In August 2020, a 27‑year‑old man reported to an outpatient diabetes clinic with new‑onset diabetes mellitus. Before the visit, the patient was on 1500 mg of metformin for several days. His random blood glucose level was 18.3 mmol/l, fasting glucose level, 17 mmol/l (reference range [RR], 3.9–5.6 mmol/l), and glycated hemoglobin (HbA1c), 10.8% (94.5 mmol/mol). The patient presented with polyuria and polydipsia, but no significant weight loss or ketoacidosis. He received diabetes education and was prescribed mealtime glulisine and glargine U300 once daily with an appropriate dosage guide. A 2‑week follow‑up visit was scheduled, with laboratory tests and further educational sessions. The patient missed the appointment.
In April 2024, he made a new appointment at the diabetes clinic. For almost 4 years he had not been taking insulin or any other diabetes medications. He intermittently used a continuous glucose monitoring device (CGM; FreeStyle Libre 2, Abbott Diabetes Care Ltd., Witney, United Kingdom) and had an average glucose level of approximately 350 mg/dl (19.4 mmol/l; Figure 1A). Type 1 diabetes (T1D) was confirmed with autoantibody testing. Fasting serum C‑peptide level was 0.2 nmol/l (RR, 0.36–1.45 nmol/l), with concurrent fasting glycemia of 16.1 mmol/l, indicating preserved but severely impaired β-cell function. HbA1c was 10.1%, equivalent to the mean glycemia of 240 mg/dl (13.5 mmol/l), a clinically significant discrepancy with the CGM result. No common causes of a falsely decreased HbA1c concentration, such as renal insufficiency, liver disease, or anemia, were diagnosed.1 Interference with vitamin C could not be ruled out, but its effect should not bias the CGM results by more than 20 mg/dl upward.2 As the patient resorted to alternative therapies, an effect of vitamin E ingestion on the HbA1c level could explain the difference.3

This case presents an unusual ambulatory glucose profile of a patient with untreated overt T1D. Figure 1A shows a period (January 2024) with complete CGM data, during which 100% of recorded glucose values were above 250 mg/dl. A virtually identical pattern could be observed during all periods of CGM use before the start of insulin therapy. Glucose levels were surprisingly uniform, characterized by a very low (12.9%) coefficient of variation. Figure 1B presents data from 3 consecutive days with hourly glucose ranges, illustrating this high uniformity.
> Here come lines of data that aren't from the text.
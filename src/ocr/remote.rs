//! Client for a warm `eoka-ocr-server`.

use super::{FindOutcome, ImageInput, OcrItem};
use crate::config::Timeouts;
use crate::matcher::FindQuery;
use crate::{Error, Result};
use base64::{engine::general_purpose::STANDARD as BASE64, Engine};
use serde::de::DeserializeOwned;
use serde::{Deserialize, Serialize};
use tracing::debug;

/// Request body for `/ocr`.
#[derive(Debug, Serialize, Deserialize)]
pub struct OcrRequest {
    /// Base64-encoded image, or a file path when `is_path` is set.
    pub image: String,
    #[serde(default)]
    pub is_path: bool,
}

/// Request body for `/find`.
#[derive(Debug, Serialize, Deserialize)]
pub struct FindRequest {
    pub image: String,
    #[serde(default)]
    pub is_path: bool,
    pub target: String,
    #[serde(default)]
    pub exact: bool,
    #[serde(default)]
    pub region: Option<String>,
    #[serde(default)]
    pub near: Option<String>,
}

/// Response body for `/ocr`.
#[derive(Debug, Serialize, Deserialize)]
pub struct OcrResponse {
    pub ok: bool,
    #[serde(default)]
    pub items: Vec<OcrItem>,
    #[serde(default)]
    pub text: String,
    #[serde(default, skip_serializing_if = "Option::is_none")]
    pub error: Option<String>,
}

/// Response body for `/find`.
#[derive(Debug, Serialize, Deserialize)]
pub struct FindResponse {
    pub ok: bool,
    #[serde(default, skip_serializing_if = "Option::is_none")]
    pub item: Option<OcrItem>,
    #[serde(default, skip_serializing_if = "Option::is_none")]
    pub error: Option<String>,
    #[serde(default, skip_serializing_if = "Vec::is_empty")]
    pub texts: Vec<String>,
}

/// Body of a non-2xx response.
#[derive(Debug, Deserialize)]
struct ErrorDetail {
    detail: String,
}

/// HTTP client for the warm OCR server.
#[derive(Debug, Clone)]
pub struct RemoteOcr {
    client: reqwest::Client,
    base_url: String,
    timeouts: Timeouts,
}

impl RemoteOcr {
    pub fn new(base_url: impl Into<String>, timeouts: Timeouts) -> Self {
        Self {
            client: reqwest::Client::new(),
            base_url: base_url.into().trim_end_matches('/').to_string(),
            timeouts,
        }
    }

    pub fn base_url(&self) -> &str {
        &self.base_url
    }

    fn url(&self, path: &str) -> String {
        format!("{}{}", self.base_url, path)
    }

    /// POST `body` and decode the reply. Error statuses carry a `detail`.
    async fn post<B, R>(&self, path: &str, body: &B) -> Result<R>
    where
        B: Serialize,
        R: DeserializeOwned,
    {
        let resp = self
            .client
            .post(self.url(path))
            .timeout(self.timeouts.request())
            .json(body)
            .send()
            .await?;
        let status = resp.status();
        if !status.is_success() {
            let detail = resp
                .json::<ErrorDetail>()
                .await
                .map(|e| e.detail)
                .unwrap_or_else(|_| status.to_string());
            return Err(Error::Ocr(format!("OCR server: {}", detail)));
        }
        Ok(resp.json().await?)
    }

    /// Whether the server answers `/health` with 200 within the health timeout.
    pub async fn health(&self) -> bool {
        match self
            .client
            .get(self.url("/health"))
            .timeout(self.timeouts.health())
            .send()
            .await
        {
            Ok(resp) => resp.status() == reqwest::StatusCode::OK,
            Err(e) => {
                debug!("OCR server health check failed: {}", e);
                false
            }
        }
    }

    /// Recognize all text via `/ocr`.
    pub async fn recognize(&self, image: &ImageInput) -> Result<Vec<OcrItem>> {
        let (image, is_path) = encode(image)?;
        let resp: OcrResponse = self.post("/ocr", &OcrRequest { image, is_path }).await?;
        if !resp.ok {
            return Err(Error::Ocr(
                resp.error.unwrap_or_else(|| "OCR failed".into()),
            ));
        }
        Ok(resp.items)
    }

    /// Find one match via `/find`.
    pub async fn find(&self, image: &ImageInput, query: &FindQuery) -> Result<Option<OcrItem>> {
        Ok(self.search(image, query).await?.item)
    }

    /// Find one match via `/find`, keeping the server's list of seen texts.
    pub async fn search(&self, image: &ImageInput, query: &FindQuery) -> Result<FindOutcome> {
        let (image, is_path) = encode(image)?;
        let req = FindRequest {
            image,
            is_path,
            target: query.target.clone(),
            exact: query.exact,
            region: query.region.map(|r| r.to_string()),
            near: query.near.clone(),
        };
        let resp: FindResponse = self.post("/find", &req).await?;
        if !resp.ok {
            debug!(
                "'{}' not found ({}), seen: {:?}",
                query.target,
                resp.error.as_deref().unwrap_or("unknown"),
                resp.texts
            );
        }
        Ok(FindOutcome {
            item: resp.item.filter(|_| resp.ok),
            seen: resp.texts,
        })
    }
}

/// Paths go by reference (absolute), bytes go inline as base64.
fn encode(image: &ImageInput) -> Result<(String, bool)> {
    match image {
        ImageInput::Path(p) => {
            let abs = std::path::absolute(p)?;
            Ok((abs.to_string_lossy().into_owned(), true))
        }
        ImageInput::Bytes(bytes) => Ok((BASE64.encode(bytes), false)),
    }
}

#[cfg(test)]
mod tests {
    use super::*;

    #[test]
    fn test_encode_bytes_as_base64() {
        let (image, is_path) = encode(&ImageInput::Bytes(b"png".to_vec())).unwrap();
        assert_eq!(image, "cG5n");
        assert!(!is_path);
    }

    #[test]
    fn test_encode_path_is_absolute() {
        let (image, is_path) = encode(&ImageInput::path("shot.png")).unwrap();
        assert!(is_path);
        assert!(std::path::Path::new(&image).is_absolute());
        assert!(image.ends_with("shot.png"));
    }

    #[test]
    fn test_base_url_trailing_slash() {
        let remote = RemoteOcr::new("http://127.0.0.1:8089/", Timeouts::default());
        assert_eq!(remote.url("/find"), "http://127.0.0.1:8089/find");
    }

    #[test]
    fn test_parse_not_found_response() {
        let body = r#"{"ok": false, "error": "not_found", "texts": ["Home", "Posts"]}"#;
        let resp: FindResponse = serde_json::from_str(body).unwrap();
        assert!(!resp.ok);
        assert!(resp.item.is_none());
        assert_eq!(resp.texts, ["Home", "Posts"]);
    }

    #[test]
    fn test_find_request_defaults() {
        let req: FindRequest =
            serde_json::from_str(r#"{"image": "a.png", "target": "Post"}"#).unwrap();
        assert!(!req.is_path);
        assert!(!req.exact);
        assert!(req.region.is_none());
    }

    #[tokio::test]
    async fn test_health_unreachable_server() {
        // port 9 (discard) is not an HTTP server
        let remote = RemoteOcr::new("http://127.0.0.1:9", Timeouts::default());
        assert!(!remote.health().await);
    }
}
A memorable case report published in 20074 described a 29‑year‑old man who developed T1D with a latent phenotype in 1909. He survived 14 years until insulin discovery, and died at the age of 88 years without advanced microvascular complications. Our report presents a case of a patient who developed T1D over 100 years after insulin discovery, yet refrained from its use for almost 4 years. Unfortunately, he developed mild albuminuria of 54 mg/g (6.1 mg/mmol) and painful peripheral neuropathy. Initial screening did not indicate diabetic retinopathy. After a period of regular insulin treatment (average daily dose of 35 U; 0.45 U/kg body weight), the patient has maintained very good glycemic control,5 as shown in Figure 1C (October 2024), with high treatment adherence and overall good prognosis.